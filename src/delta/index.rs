//! Weak-sum hash index over the target's block records
//!
//! Records are consumed on confirmation, so a target block can be claimed by at
//! most one local window no matter how often its content repeats locally.

use crate::recipe::ChecksumRecord;
use std::collections::HashMap;

/// Hash table from truncated weak sum to the records still unmatched
#[derive(Debug, Default)]
pub struct BlockHashIndex {
    buckets: HashMap<u32, Vec<ChecksumRecord>>,
    remaining: usize,
}

impl BlockHashIndex {
    /// Build the index from a recipe's block records
    pub fn new(records: impl IntoIterator<Item = ChecksumRecord>) -> Self {
        let mut buckets: HashMap<u32, Vec<ChecksumRecord>> = HashMap::new();
        let mut remaining = 0;
        for record in records {
            buckets.entry(record.weak_sum).or_default().push(record);
            remaining += 1;
        }
        Self { buckets, remaining }
    }

    /// True if some unmatched record has this weak sum. Does not consume.
    #[inline]
    pub fn probe(&self, weak_sum: u32) -> bool {
        self.buckets.contains_key(&weak_sum)
    }

    /// Find a record matching both sums and remove it from the index.
    ///
    /// Returns the owned record, or `None` if the candidate window did not
    /// match (an expected outcome, not an error).
    pub fn confirm(&mut self, weak_sum: u32, strong_sum: &[u8]) -> Option<ChecksumRecord> {
        let bucket = self.buckets.get_mut(&weak_sum)?;
        let position = bucket.iter().position(|r| r.strong_sum == strong_sum)?;

        // Keep lower sequence indices first so repeated content fills the
        // earliest target blocks
        let record = bucket.remove(position);
        if bucket.is_empty() {
            self.buckets.remove(&weak_sum);
        }
        self.remaining -= 1;
        Some(record)
    }

    /// Number of records not yet matched
    pub fn remaining(&self) -> usize {
        self.remaining
    }

    /// Check if every record has been matched
    pub fn is_empty(&self) -> bool {
        self.remaining == 0
    }

    /// Number of distinct weak sums still indexed
    pub fn bucket_count(&self) -> usize {
        self.buckets.len()
    }
}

> Problem to solve: Pull out all lines of the data with the string "recipe".

> Output for this exercise:
use crate::recipe::ChecksumRecord;
    /// Build the index from a recipe's block records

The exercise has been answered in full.